(Saved data entries)
************

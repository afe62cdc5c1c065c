use crate::query_builder::filter::Operator;

#[derive(Debug, Clone, Copy, PartialEq, Eq)]
pub enum JoinType {
    Inner,
    Left,
}

impl JoinType {
    pub fn to_sql(&self) -> &'static str {
        match self {
            JoinType::Inner => "INNER JOIN",
            JoinType::Left => "LEFT JOIN",
        }
    }
}

/// Column comparison in the ON part of a join (`first operator second`)
#[derive(Debug, Clone, PartialEq)]
pub struct JoinCondition {
    pub first: String,
    pub operator: Operator,
    pub second: String,
}

/// Joined table and its ON condition
#[derive(Debug, Clone, PartialEq)]
pub struct JoinClause {
    pub join_type: JoinType,
    pub table: String,
    pub condition: JoinCondition,
}

impl JoinClause {
    pub fn new_on(
        join_type: JoinType,
        table: impl Into<String>,
        first: impl Into<String>,
        operator: Operator,
        second: impl Into<String>,
    ) -> Self {
        Self {
            join_type,
            table: table.into(),
            condition: JoinCondition {
                first: first.into(),
                operator,
                second: second.into(),
            },
        }
    }
}
//! Unified value mapping between Rust types and SQL bind parameters
//! This crate provides the value sum shared by the clause model, the drivers and the hydrator

pub mod serialize;
pub mod types;
pub mod wire;

pub use serialize::{from_json, record_to_json, to_json};
pub use types::Value;
pub use wire::WireType;
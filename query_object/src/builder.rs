//! Fluent query builder
//!
//! Chained calls accumulate clauses on a `ClauseSet`; terminal operations
//! compile it through the connection's processor and execute it. Terminal
//! operations leave the clause state in place, so bindings stay inspectable.

use crate::connection::Connection;
use crate::driver::{ExecOutcome, RawRow};
use crate::errors::QueryError;
use crate::hydrate::Hydrator;
use crate::query_builder::{
    AggregateFunction, BindingKind, ClauseSet, CompiledQuery, InsertRow, JoinClause, JoinType,
    LogicalOperator, Operator, OrderClause, SelectField, SortOrder, StatementKind, WhereClause,
    WhereKind, AGGREGATE_ALIAS,
};
use crate::row::Row;
use type_mapping::Value;

pub struct Builder<'c> {
    connection: &'c mut Connection,
    clauses: ClauseSet,
}

impl<'c> Builder<'c> {
    pub fn new(connection: &'c mut Connection) -> Self {
        Self {
            connection,
            clauses: ClauseSet::new(),
        }
    }

    pub fn table(&mut self, name: &str) -> &mut Self {
        self.clauses.from = Some(name.to_string());
        self
    }

    /// Set the projection used by `get` and `first`
    pub fn columns<I, S>(&mut self, columns: I) -> &mut Self
    where
        I: IntoIterator<Item = S>,
        S: AsRef<str>,
    {
        self.clauses.columns = columns
            .into_iter()
            .map(|c| SelectField::field(c.as_ref()))
            .collect();
        self
    }

    /// Add a projected column under an alias
    pub fn column_as(&mut self, column: &str, alias: &str) -> &mut Self {
        self.clauses.columns.retain(|c| *c != SelectField::All);
        self.clauses.columns.push(SelectField::field_as(column, alias));
        self
    }

    // ========================================
    // WHERE family
    // ========================================

    fn push_where(&mut self, clause: WhereClause) -> &mut Self {
        self.clauses.wheres.push(clause);
        self
    }

    /// Add a basic comparison joined with an explicit connective
    pub fn where_with(
        &mut self,
        column: &str,
        operator: &str,
        value: impl Into<Value>,
        boolean: LogicalOperator,
    ) -> Result<&mut Self, QueryError> {
        let operator = operator.parse()?;
        Ok(self.push_where(WhereClause::basic(column, operator, value).with_boolean(boolean)))
    }

    pub fn where_(
        &mut self,
        column: &str,
        operator: &str,
        value: impl Into<Value>,
    ) -> Result<&mut Self, QueryError> {
        self.where_with(column, operator, value, LogicalOperator::And)
    }

    pub fn or_where(
        &mut self,
        column: &str,
        operator: &str,
        value: impl Into<Value>,
    ) -> Result<&mut Self, QueryError> {
        self.where_with(column, operator, value, LogicalOperator::Or)
    }

    /// `column = value`
    pub fn where_eq(&mut self, column: &str, value: impl Into<Value>) -> &mut Self {
        self.push_where(WhereClause::basic(column, Operator::Eq, value))
    }

    fn null_clause(&mut self, column: &str, not: bool, boolean: LogicalOperator) -> &mut Self {
        self.push_where(
            WhereClause::new(column, WhereKind::IsNull)
                .negated(not)
                .with_boolean(boolean),
        )
    }

    pub fn where_null(&mut self, column: &str) -> &mut Self {
        self.null_clause(column, false, LogicalOperator::And)
    }

    pub fn or_where_null(&mut self, column: &str) -> &mut Self {
        self.null_clause(column, false, LogicalOperator::Or)
    }

    pub fn where_not_null(&mut self, column: &str) -> &mut Self {
        self.null_clause(column, true, LogicalOperator::And)
    }

    pub fn or_where_not_null(&mut self, column: &str) -> &mut Self {
        self.null_clause(column, true, LogicalOperator::Or)
    }

    fn between_clause<V: Into<Value>>(
        &mut self,
        column: &str,
        [low, high]: [V; 2],
        not: bool,
        boolean: LogicalOperator,
    ) -> &mut Self {
        let kind = WhereKind::Between {
            low: low.into(),
            high: high.into(),
        };
        self.push_where(WhereClause::new(column, kind).negated(not).with_boolean(boolean))
    }

    pub fn where_between<V: Into<Value>>(&mut self, column: &str, range: [V; 2]) -> &mut Self {
        self.between_clause(column, range, false, LogicalOperator::And)
    }

    pub fn or_where_between<V: Into<Value>>(&mut self, column: &str, range: [V; 2]) -> &mut Self {
        self.between_clause(column, range, false, LogicalOperator::Or)
    }

    pub fn where_not_between<V: Into<Value>>(&mut self, column: &str, range: [V; 2]) -> &mut Self {
        self.between_clause(column, range, true, LogicalOperator::And)
    }

    pub fn or_where_not_between<V: Into<Value>>(&mut self, column: &str, range: [V; 2]) -> &mut Self {
        self.between_clause(column, range, true, LogicalOperator::Or)
    }

    fn in_clause<I, V>(
        &mut self,
        column: &str,
        values: I,
        not: bool,
        boolean: LogicalOperator,
    ) -> Result<&mut Self, QueryError>
    where
        I: IntoIterator<Item = V>,
        V: Into<Value>,
    {
        let values: Vec<Value> = values.into_iter().map(Into::into).collect();
        if values.is_empty() {
            return Err(QueryError::EmptyInList(column.to_string()));
        }
        Ok(self.push_where(
            WhereClause::new(column, WhereKind::In(values))
                .negated(not)
                .with_boolean(boolean),
        ))
    }

    pub fn where_in<I, V>(&mut self, column: &str, values: I) -> Result<&mut Self, QueryError>
    where
        I: IntoIterator<Item = V>,
        V: Into<Value>,
    {
        self.in_clause(column, values, false, LogicalOperator::And)
    }

    pub fn or_where_in<I, V>(&mut self, column: &str, values: I) -> Result<&mut Self, QueryError>
    where
        I: IntoIterator<Item = V>,
        V: Into<Value>,
    {
        self.in_clause(column, values, false, LogicalOperator::Or)
    }

    pub fn where_not_in<I, V>(&mut self, column: &str, values: I) -> Result<&mut Self, QueryError>
    where
        I: IntoIterator<Item = V>,
        V: Into<Value>,
    {
        self.in_clause(column, values, true, LogicalOperator::And)
    }

    pub fn or_where_not_in<I, V>(&mut self, column: &str, values: I) -> Result<&mut Self, QueryError>
    where
        I: IntoIterator<Item = V>,
        V: Into<Value>,
    {
        self.in_clause(column, values, true, LogicalOperator::Or)
    }

    // ========================================
    // Joins, ordering, pagination, SET
    // ========================================

    fn push_join(
        &mut self,
        join_type: JoinType,
        table: &str,
        first: &str,
        operator: &str,
        second: &str,
    ) -> Result<&mut Self, QueryError> {
        let operator = operator.parse()?;
        self.clauses
            .joins
            .push(JoinClause::new_on(join_type, table, first, operator, second));
        Ok(self)
    }

    pub fn join(
        &mut self,
        table: &str,
        first: &str,
        operator: &str,
        second: &str,
    ) -> Result<&mut Self, QueryError> {
        self.push_join(JoinType::Inner, table, first, operator, second)
    }

    pub fn left_join(
        &mut self,
        table: &str,
        first: &str,
        operator: &str,
        second: &str,
    ) -> Result<&mut Self, QueryError> {
        self.push_join(JoinType::Left, table, first, operator, second)
    }

    pub fn order_by(&mut self, column: &str, direction: SortOrder) -> &mut Self {
        self.clauses.orders.push(OrderClause::new(column, direction));
        self
    }

    pub fn limit(&mut self, limit: u64) -> &mut Self {
        self.clauses.pagination.limit = Some(limit);
        self
    }

    pub fn offset(&mut self, offset: u64) -> &mut Self {
        self.clauses.pagination.offset = Some(offset);
        self
    }

    pub fn set(&mut self, column: &str, value: impl Into<Value>) -> &mut Self {
        self.clauses.sets.set(column, value);
        self
    }

    // ========================================
    // Terminal operations
    // ========================================

    fn execute(&mut self, kind: StatementKind, clauses: &ClauseSet) -> Result<ExecOutcome, QueryError> {
        let compiled = self.connection.processor().compile(kind, clauses)?;
        self.connection.run(compiled, kind.fetches())
    }

    /// Run the SELECT and return the driver rows unhydrated
    pub(crate) fn fetch_raw(&mut self) -> Result<Vec<RawRow>, QueryError> {
        let clauses = self.clauses.clone();
        Ok(self.execute(StatementKind::Select, &clauses)?.into_rows())
    }

    /// Run the SELECT with the stored projection
    pub fn get(&mut self) -> Result<Vec<Row>, QueryError> {
        Ok(Hydrator::hydrate(self.fetch_raw()?))
    }

    /// Run the SELECT projecting `columns`
    pub fn select<I, S>(&mut self, columns: I) -> Result<Vec<Row>, QueryError>
    where
        I: IntoIterator<Item = S>,
        S: AsRef<str>,
    {
        self.columns(columns);
        self.get()
    }

    /// First matching row; the stored limit is left untouched
    pub fn first(&mut self) -> Result<Option<Row>, QueryError> {
        let mut clauses = self.clauses.clone();
        clauses.pagination.limit = Some(1);
        let rows = self.execute(StatementKind::Select, &clauses)?.into_rows();
        Ok(Hydrator::hydrate_one(rows))
    }

    /// `first` projecting `columns`
    pub fn first_with<I, S>(&mut self, columns: I) -> Result<Option<Row>, QueryError>
    where
        I: IntoIterator<Item = S>,
        S: AsRef<str>,
    {
        self.columns(columns);
        self.first()
    }

    /// Insert one row; returns the affected-row count
    pub fn insert<I, C, V>(&mut self, row: I) -> Result<u64, QueryError>
    where
        I: IntoIterator<Item = (C, V)>,
        C: Into<String>,
        V: Into<Value>,
    {
        self.insert_many([row])
    }

    /// Insert several rows sharing one column set in a single statement
    pub fn insert_many<R, I, C, V>(&mut self, rows: R) -> Result<u64, QueryError>
    where
        R: IntoIterator<Item = I>,
        I: IntoIterator<Item = (C, V)>,
        C: Into<String>,
        V: Into<Value>,
    {
        self.clauses.insert_rows = rows.into_iter().map(InsertRow::new).collect();
        let clauses = self.clauses.clone();
        Ok(self.execute(StatementKind::Insert, &clauses)?.affected())
    }

    /// Apply `values` as SET assignments and run the UPDATE
    pub fn update<I, C, V>(&mut self, values: I) -> Result<u64, QueryError>
    where
        I: IntoIterator<Item = (C, V)>,
        C: Into<String>,
        V: Into<Value>,
    {
        for (column, value) in values {
            self.clauses.sets.set(column, value);
        }
        let clauses = self.clauses.clone();
        Ok(self.execute(StatementKind::Update, &clauses)?.affected())
    }

    pub fn delete(&mut self) -> Result<u64, QueryError> {
        let clauses = self.clauses.clone();
        Ok(self.execute(StatementKind::Delete, &clauses)?.affected())
    }

    // ========================================
    // Aggregates
    // ========================================

    /// Run `function(column)` on a copy of the clause state
    pub fn aggregate(&mut self, function: AggregateFunction, column: &str) -> Result<Value, QueryError> {
        let clauses = self.clauses.for_aggregate(function, column);
        let rows = self.execute(StatementKind::Select, &clauses)?.into_rows();
        Ok(rows
            .into_iter()
            .next()
            .and_then(|row| {
                row.into_iter()
                    .find(|(name, _)| name == AGGREGATE_ALIAS)
                    .map(|(_, value)| value)
            })
            .unwrap_or(Value::Null))
    }

    pub fn count(&mut self) -> Result<i64, QueryError> {
        let value = self.aggregate(AggregateFunction::Count, "*")?;
        Ok(value.as_i64().unwrap_or(0))
    }

    pub fn min(&mut self, column: &str) -> Result<Value, QueryError> {
        self.aggregate(AggregateFunction::Min, column)
    }

    pub fn max(&mut self, column: &str) -> Result<Value, QueryError> {
        self.aggregate(AggregateFunction::Max, column)
    }

    pub fn sum(&mut self, column: &str) -> Result<Value, QueryError> {
        self.aggregate(AggregateFunction::Sum, column)
    }

    pub fn avg(&mut self, column: &str) -> Result<Value, QueryError> {
        self.aggregate(AggregateFunction::Avg, column)
    }

    // ========================================
    // Introspection
    // ========================================

    /// Compile the SELECT without running it
    pub fn to_sql(&self) -> Result<CompiledQuery, QueryError> {
        self.connection.processor().compile_select(&self.clauses)
    }

    pub fn bindings(&self, kind: BindingKind) -> Vec<Value> {
        self.clauses.bindings(kind)
    }

    /// Pending insert values, one group per row
    pub fn insert_groups(&self) -> Vec<Vec<Value>> {
        self.clauses.insert_groups()
    }

    pub fn clauses(&self) -> &ClauseSet {
        &self.clauses
    }

    pub fn clauses_mut(&mut self) -> &mut ClauseSet {
        &mut self.clauses
    }

    pub fn connection(&mut self) -> &mut Connection {
        self.connection
    }
}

************

**Problem description**
Every line above that holds the string "projection" should be returned.

**Solution**
    /// Set the projection used by `get` and `first`
    /// Run the SELECT with the stored projection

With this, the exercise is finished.